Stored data
· · · · · · ·
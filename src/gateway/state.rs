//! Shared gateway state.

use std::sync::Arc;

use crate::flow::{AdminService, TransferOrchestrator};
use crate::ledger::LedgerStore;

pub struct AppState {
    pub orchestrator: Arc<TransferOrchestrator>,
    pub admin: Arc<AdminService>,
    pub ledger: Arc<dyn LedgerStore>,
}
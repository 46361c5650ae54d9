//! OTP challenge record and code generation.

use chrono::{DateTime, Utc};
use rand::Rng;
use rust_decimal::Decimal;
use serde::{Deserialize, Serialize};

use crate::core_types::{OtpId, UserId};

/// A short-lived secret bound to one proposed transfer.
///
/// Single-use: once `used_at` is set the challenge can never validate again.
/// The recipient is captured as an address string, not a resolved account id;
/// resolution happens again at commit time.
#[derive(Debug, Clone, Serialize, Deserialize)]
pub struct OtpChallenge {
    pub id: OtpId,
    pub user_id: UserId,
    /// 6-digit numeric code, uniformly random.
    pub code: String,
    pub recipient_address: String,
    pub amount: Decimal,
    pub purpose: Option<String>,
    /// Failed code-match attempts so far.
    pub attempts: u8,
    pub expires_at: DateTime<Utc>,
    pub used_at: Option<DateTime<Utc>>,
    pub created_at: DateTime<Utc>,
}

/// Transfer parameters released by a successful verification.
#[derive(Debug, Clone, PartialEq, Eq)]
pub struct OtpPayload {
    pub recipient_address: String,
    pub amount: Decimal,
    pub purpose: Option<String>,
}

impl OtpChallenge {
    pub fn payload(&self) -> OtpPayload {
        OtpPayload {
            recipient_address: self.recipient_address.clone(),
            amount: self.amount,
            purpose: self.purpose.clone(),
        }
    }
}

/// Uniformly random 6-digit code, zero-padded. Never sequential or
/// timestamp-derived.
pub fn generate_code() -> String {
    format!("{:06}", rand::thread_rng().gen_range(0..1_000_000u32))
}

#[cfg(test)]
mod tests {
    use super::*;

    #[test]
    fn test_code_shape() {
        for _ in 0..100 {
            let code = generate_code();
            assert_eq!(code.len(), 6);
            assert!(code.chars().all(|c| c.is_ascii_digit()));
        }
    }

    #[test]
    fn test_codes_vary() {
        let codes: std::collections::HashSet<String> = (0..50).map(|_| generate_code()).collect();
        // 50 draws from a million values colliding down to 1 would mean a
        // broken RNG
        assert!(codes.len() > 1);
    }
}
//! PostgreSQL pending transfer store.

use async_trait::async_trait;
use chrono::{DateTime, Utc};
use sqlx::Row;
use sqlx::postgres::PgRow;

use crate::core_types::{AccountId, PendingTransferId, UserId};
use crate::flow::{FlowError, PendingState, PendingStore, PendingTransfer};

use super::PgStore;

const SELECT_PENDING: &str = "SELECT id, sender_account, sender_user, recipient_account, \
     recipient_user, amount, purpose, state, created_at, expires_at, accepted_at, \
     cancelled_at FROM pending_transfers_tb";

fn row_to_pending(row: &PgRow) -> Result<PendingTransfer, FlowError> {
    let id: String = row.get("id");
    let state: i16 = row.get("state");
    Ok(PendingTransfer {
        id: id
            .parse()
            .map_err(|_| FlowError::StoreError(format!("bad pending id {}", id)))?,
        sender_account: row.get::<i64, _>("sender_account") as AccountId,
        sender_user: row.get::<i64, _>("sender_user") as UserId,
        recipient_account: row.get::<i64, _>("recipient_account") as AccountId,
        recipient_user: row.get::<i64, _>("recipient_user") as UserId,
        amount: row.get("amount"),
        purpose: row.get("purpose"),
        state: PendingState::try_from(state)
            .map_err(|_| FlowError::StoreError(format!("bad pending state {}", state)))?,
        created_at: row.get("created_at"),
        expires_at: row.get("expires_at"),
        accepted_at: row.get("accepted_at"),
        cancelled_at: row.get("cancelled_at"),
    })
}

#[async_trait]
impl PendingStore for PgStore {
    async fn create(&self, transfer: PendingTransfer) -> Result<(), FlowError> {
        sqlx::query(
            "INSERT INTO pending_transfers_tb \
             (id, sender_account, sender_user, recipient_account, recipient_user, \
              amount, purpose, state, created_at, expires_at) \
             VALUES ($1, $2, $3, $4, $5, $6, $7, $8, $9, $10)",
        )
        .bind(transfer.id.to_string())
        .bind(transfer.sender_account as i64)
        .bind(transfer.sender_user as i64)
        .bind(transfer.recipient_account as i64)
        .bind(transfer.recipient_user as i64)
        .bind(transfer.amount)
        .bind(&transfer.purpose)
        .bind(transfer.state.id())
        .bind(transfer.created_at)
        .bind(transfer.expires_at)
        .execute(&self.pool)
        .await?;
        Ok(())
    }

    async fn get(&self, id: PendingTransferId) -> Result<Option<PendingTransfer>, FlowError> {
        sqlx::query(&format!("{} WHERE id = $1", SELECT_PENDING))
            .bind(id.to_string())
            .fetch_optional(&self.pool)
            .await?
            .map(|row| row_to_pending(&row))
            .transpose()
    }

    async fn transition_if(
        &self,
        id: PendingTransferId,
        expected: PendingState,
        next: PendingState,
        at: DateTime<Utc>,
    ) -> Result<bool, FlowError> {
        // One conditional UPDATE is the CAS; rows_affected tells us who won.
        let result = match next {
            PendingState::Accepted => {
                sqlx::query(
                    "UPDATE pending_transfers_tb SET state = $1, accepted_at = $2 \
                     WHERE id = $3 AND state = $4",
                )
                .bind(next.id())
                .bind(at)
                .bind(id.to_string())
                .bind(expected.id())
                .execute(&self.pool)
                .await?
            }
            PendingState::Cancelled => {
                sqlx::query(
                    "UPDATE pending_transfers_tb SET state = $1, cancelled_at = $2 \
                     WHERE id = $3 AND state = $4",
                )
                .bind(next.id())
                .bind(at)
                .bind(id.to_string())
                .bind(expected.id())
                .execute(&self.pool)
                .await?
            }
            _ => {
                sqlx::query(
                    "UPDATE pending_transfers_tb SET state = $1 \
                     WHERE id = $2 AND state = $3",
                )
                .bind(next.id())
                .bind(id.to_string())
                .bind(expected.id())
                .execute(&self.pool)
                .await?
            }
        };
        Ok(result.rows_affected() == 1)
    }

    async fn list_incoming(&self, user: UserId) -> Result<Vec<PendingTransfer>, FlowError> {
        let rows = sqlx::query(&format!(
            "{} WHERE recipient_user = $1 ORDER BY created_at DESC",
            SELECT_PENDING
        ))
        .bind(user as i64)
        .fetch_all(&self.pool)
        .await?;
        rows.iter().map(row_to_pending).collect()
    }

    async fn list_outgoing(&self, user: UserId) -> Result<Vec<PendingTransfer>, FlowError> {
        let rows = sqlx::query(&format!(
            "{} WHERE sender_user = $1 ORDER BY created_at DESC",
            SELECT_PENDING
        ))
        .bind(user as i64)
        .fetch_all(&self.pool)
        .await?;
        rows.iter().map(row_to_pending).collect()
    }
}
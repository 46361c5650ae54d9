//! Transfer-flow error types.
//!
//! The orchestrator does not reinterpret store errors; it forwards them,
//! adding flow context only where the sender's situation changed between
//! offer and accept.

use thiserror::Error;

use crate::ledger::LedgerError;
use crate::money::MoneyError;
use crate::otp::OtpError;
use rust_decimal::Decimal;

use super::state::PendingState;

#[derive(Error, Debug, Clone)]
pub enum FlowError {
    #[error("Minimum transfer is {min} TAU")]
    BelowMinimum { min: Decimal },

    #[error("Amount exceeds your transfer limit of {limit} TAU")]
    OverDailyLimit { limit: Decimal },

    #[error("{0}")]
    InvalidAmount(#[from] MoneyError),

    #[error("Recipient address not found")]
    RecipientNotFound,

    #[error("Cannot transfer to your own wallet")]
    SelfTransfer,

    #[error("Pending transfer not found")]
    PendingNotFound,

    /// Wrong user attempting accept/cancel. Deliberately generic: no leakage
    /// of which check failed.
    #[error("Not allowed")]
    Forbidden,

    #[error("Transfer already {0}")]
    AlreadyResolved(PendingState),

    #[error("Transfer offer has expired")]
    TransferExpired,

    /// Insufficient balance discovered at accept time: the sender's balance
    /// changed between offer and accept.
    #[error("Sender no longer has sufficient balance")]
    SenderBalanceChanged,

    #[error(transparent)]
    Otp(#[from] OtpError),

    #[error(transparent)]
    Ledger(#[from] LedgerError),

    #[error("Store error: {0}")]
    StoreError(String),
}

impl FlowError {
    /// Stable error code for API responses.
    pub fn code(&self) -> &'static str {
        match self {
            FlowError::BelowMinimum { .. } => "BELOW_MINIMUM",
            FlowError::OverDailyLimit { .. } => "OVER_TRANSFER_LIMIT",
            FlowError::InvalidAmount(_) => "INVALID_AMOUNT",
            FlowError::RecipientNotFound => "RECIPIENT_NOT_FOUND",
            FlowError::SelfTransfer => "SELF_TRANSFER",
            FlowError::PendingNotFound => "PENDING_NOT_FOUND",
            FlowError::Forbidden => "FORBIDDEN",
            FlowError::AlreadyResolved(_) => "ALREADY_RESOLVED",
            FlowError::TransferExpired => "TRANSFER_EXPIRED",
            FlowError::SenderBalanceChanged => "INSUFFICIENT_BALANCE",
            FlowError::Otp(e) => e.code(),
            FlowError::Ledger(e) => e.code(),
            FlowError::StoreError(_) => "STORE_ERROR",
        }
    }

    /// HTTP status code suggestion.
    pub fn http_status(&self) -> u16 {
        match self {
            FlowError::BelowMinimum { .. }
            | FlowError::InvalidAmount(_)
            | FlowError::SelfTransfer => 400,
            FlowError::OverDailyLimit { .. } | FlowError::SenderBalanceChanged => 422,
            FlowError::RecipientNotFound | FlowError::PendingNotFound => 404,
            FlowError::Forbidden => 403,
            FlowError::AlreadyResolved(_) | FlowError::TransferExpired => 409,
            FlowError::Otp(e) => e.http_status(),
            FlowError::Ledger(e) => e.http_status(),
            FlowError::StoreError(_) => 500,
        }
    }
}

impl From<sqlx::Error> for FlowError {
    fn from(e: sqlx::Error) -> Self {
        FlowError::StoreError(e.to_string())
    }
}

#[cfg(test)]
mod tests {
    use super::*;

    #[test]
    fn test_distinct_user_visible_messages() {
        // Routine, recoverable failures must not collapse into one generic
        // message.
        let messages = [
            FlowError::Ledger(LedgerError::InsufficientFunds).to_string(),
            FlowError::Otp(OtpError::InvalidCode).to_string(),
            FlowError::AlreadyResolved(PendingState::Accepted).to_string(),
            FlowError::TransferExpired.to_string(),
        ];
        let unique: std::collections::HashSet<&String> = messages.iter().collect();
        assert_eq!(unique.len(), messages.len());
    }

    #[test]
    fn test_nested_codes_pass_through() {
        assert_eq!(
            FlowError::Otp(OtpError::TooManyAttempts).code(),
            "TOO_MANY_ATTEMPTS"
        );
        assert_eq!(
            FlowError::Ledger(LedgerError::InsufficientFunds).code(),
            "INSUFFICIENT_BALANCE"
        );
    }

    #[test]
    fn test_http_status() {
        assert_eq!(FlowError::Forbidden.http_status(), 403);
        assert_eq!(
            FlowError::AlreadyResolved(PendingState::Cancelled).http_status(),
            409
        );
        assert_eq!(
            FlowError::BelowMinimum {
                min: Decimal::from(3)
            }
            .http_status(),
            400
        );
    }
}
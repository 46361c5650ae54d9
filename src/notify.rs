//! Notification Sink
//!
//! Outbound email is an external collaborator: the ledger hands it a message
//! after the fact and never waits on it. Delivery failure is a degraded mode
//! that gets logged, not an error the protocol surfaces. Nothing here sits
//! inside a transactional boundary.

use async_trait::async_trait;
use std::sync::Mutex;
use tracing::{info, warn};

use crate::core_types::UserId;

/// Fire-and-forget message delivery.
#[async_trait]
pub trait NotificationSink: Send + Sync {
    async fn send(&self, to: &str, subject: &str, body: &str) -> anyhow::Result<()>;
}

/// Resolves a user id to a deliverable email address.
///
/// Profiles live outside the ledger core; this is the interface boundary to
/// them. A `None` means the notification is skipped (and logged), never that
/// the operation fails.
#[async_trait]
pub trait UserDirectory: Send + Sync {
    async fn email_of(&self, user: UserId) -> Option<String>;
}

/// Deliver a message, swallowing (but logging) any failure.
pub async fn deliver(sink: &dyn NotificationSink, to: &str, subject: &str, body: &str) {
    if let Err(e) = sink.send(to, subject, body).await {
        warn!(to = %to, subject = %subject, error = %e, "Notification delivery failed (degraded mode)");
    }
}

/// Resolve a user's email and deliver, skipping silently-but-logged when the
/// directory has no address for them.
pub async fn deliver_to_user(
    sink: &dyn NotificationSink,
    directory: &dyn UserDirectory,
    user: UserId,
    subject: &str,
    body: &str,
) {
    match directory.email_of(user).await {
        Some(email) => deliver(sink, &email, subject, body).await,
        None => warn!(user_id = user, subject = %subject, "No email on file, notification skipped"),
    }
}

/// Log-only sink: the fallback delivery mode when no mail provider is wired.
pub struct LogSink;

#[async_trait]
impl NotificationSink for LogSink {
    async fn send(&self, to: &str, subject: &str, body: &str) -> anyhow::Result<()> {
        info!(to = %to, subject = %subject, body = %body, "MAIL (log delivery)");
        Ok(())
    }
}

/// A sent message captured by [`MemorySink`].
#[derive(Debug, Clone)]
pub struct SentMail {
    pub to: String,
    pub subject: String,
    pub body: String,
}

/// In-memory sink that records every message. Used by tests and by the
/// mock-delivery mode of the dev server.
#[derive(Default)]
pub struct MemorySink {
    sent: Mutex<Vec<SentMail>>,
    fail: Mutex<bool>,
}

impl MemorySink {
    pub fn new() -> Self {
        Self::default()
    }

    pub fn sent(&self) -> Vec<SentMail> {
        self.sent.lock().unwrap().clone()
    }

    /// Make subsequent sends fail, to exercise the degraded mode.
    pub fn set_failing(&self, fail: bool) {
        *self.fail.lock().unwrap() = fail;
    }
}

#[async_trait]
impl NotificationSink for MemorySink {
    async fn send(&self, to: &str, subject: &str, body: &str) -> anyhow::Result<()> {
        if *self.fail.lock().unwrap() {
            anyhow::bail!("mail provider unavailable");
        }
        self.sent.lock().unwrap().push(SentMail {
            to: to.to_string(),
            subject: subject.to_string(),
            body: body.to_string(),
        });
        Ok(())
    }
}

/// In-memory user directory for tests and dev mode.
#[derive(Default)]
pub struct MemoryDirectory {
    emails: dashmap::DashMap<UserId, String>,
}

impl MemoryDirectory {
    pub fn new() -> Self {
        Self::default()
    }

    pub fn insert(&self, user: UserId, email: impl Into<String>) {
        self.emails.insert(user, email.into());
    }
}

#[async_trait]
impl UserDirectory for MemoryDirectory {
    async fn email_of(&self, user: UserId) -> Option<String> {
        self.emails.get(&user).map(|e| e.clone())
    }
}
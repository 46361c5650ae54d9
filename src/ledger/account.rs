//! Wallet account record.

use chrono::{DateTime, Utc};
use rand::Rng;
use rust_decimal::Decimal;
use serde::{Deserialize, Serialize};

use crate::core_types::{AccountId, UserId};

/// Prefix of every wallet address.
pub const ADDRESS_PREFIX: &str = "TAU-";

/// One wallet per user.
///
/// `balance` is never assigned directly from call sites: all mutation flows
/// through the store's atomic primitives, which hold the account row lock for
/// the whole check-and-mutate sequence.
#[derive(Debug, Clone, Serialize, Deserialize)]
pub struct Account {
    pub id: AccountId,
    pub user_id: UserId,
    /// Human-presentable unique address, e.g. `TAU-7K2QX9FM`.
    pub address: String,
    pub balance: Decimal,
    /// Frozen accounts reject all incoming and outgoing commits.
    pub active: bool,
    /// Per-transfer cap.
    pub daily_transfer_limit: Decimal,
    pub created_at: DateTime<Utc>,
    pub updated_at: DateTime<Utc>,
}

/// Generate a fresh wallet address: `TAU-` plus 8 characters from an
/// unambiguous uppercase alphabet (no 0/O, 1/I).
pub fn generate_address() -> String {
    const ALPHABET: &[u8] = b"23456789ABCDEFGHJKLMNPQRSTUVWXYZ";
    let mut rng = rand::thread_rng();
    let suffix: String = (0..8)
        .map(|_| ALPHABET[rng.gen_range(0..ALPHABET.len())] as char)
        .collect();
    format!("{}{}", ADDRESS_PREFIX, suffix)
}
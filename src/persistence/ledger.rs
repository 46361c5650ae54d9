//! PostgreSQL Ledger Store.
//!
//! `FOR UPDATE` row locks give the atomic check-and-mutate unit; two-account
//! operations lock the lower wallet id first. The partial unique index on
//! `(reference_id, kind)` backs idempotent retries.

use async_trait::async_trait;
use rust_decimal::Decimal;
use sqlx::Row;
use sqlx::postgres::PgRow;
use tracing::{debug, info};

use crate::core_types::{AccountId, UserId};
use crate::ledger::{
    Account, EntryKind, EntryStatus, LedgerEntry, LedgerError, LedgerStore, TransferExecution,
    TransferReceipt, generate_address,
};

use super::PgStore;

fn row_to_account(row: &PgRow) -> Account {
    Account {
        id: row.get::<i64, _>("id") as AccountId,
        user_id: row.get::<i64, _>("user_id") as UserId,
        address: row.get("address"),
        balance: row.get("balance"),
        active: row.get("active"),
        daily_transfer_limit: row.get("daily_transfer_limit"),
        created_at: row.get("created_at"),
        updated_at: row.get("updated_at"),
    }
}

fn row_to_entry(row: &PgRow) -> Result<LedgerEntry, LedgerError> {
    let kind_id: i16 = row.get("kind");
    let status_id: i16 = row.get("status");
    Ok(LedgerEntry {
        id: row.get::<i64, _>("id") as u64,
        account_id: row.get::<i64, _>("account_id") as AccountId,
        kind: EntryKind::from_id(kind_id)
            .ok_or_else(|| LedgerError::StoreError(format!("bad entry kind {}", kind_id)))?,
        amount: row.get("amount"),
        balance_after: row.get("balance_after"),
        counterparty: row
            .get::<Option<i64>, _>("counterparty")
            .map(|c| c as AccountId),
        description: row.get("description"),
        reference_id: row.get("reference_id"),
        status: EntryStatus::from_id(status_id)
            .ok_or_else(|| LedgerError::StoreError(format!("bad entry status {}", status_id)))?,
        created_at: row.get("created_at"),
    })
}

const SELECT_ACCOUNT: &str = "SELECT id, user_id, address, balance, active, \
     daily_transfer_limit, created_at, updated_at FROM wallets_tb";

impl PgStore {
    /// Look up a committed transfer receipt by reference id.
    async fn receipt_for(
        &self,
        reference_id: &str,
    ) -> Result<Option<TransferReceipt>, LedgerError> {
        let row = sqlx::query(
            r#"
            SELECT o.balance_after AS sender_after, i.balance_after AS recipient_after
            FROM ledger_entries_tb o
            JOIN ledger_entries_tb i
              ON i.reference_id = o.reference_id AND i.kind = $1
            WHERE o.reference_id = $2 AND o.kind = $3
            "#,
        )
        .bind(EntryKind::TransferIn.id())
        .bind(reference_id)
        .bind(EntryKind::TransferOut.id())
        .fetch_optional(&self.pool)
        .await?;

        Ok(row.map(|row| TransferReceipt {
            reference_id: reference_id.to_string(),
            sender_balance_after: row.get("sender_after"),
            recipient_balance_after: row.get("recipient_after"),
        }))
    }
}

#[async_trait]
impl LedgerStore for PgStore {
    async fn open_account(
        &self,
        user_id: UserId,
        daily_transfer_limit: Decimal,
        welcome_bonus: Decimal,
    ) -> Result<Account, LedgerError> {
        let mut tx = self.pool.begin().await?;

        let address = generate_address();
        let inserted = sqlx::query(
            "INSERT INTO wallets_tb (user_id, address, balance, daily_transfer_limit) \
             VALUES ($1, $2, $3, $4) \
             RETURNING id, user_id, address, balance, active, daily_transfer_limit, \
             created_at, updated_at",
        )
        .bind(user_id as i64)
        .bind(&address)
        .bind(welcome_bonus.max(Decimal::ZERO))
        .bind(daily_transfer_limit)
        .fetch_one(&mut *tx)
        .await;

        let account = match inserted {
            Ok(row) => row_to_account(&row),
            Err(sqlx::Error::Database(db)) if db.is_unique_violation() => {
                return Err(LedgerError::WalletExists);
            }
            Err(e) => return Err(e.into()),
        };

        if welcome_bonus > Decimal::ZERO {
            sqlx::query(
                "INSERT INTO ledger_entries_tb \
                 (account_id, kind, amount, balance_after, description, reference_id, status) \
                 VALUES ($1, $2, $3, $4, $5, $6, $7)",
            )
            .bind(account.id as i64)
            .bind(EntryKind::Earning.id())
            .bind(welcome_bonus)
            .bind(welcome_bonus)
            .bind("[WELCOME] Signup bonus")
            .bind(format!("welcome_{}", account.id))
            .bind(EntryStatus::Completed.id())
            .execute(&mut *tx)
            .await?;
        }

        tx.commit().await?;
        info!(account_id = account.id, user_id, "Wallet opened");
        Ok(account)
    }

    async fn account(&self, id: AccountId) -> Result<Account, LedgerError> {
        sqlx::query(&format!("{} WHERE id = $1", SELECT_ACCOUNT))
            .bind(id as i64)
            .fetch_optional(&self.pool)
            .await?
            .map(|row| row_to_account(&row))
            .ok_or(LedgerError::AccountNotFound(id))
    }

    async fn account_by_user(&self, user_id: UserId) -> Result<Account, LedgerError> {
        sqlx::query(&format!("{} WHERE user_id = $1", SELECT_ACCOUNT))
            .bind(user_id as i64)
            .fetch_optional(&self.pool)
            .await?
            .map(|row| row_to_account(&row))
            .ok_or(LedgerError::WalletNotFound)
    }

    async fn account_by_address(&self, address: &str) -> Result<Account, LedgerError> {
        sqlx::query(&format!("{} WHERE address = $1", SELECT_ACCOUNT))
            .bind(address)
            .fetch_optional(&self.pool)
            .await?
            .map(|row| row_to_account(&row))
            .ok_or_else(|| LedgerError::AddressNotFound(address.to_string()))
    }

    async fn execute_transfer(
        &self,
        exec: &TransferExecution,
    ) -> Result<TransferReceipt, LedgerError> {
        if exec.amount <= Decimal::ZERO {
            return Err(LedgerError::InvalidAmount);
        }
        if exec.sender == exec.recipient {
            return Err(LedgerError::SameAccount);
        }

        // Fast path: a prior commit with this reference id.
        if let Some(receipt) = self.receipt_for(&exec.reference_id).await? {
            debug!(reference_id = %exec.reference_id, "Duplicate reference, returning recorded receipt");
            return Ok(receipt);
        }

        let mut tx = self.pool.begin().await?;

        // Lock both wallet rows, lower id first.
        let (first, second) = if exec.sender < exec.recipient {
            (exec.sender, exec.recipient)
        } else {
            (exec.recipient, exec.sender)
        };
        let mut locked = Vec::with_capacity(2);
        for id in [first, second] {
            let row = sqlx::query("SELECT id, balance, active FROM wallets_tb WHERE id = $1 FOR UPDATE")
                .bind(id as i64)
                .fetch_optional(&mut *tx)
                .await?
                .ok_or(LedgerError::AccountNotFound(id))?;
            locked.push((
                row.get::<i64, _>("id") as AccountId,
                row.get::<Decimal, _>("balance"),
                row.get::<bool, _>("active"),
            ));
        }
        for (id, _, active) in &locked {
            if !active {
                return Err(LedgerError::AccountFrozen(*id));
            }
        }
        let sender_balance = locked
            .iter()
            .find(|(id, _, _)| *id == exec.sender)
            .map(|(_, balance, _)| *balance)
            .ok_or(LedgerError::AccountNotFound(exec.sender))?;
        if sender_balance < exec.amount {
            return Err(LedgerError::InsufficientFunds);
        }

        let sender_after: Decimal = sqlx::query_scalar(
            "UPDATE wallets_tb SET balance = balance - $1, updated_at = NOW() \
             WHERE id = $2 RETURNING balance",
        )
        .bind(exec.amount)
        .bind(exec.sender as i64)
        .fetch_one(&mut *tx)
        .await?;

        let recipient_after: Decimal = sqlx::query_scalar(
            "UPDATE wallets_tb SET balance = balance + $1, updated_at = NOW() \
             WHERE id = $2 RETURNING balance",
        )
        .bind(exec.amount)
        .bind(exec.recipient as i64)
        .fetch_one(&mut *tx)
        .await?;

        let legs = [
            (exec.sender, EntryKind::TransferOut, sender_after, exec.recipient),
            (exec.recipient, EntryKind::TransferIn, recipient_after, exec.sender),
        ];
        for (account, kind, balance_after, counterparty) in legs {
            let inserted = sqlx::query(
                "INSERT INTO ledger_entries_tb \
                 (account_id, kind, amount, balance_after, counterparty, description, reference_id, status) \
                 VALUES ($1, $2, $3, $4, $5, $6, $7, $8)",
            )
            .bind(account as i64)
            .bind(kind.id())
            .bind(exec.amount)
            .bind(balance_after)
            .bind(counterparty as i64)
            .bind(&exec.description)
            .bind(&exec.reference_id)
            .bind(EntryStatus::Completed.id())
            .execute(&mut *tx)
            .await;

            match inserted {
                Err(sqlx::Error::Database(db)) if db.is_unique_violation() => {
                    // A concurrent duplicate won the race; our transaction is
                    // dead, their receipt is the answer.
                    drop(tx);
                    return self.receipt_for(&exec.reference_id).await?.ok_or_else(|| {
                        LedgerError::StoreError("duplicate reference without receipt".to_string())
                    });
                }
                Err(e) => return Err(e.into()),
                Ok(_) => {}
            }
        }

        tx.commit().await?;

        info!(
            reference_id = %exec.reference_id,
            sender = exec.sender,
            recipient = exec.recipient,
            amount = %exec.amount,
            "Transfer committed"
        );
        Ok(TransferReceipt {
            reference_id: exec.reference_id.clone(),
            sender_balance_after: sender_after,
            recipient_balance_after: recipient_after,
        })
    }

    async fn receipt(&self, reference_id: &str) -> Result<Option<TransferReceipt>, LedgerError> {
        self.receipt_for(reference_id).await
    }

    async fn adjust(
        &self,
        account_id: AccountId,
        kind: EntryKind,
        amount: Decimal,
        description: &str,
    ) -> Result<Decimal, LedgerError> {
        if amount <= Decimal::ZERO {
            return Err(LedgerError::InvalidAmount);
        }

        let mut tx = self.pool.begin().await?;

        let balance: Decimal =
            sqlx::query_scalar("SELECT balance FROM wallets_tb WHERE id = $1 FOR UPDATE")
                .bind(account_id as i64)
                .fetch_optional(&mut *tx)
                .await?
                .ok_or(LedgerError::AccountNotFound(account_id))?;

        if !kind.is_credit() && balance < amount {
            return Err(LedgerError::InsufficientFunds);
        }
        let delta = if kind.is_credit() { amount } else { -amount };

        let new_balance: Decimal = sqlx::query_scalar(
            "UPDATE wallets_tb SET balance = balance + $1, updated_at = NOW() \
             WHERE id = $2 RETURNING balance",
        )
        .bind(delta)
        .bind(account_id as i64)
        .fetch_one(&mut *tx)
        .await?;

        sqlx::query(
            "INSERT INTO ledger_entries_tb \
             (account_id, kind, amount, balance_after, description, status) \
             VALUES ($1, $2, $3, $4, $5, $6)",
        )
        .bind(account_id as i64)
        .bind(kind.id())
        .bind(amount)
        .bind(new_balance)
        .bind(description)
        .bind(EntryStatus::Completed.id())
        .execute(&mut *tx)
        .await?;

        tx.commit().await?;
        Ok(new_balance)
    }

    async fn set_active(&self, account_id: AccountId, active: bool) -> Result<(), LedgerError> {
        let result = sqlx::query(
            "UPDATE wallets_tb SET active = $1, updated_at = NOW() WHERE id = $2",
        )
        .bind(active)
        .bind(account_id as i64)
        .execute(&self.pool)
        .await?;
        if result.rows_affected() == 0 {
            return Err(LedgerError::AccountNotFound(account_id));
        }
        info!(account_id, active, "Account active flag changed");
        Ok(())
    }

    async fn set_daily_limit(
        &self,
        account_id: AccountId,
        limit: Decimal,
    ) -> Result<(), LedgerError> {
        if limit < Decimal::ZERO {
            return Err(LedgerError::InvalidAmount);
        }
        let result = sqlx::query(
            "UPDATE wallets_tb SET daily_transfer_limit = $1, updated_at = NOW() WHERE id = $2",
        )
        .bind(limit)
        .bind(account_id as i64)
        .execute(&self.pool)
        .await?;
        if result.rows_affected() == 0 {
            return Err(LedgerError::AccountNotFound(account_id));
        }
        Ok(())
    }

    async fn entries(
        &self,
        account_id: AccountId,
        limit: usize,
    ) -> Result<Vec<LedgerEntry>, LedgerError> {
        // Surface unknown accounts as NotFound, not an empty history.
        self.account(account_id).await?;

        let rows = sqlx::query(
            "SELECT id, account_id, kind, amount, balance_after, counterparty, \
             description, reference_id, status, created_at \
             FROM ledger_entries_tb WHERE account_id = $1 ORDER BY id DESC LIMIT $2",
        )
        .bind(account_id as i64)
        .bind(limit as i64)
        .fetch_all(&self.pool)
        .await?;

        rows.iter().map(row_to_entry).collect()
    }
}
· · · · · · ·
- **Goal of the exercise**: Say how many lines above contain the string "OverDailyLimit". Answer with the number only.

- **Your response**: 3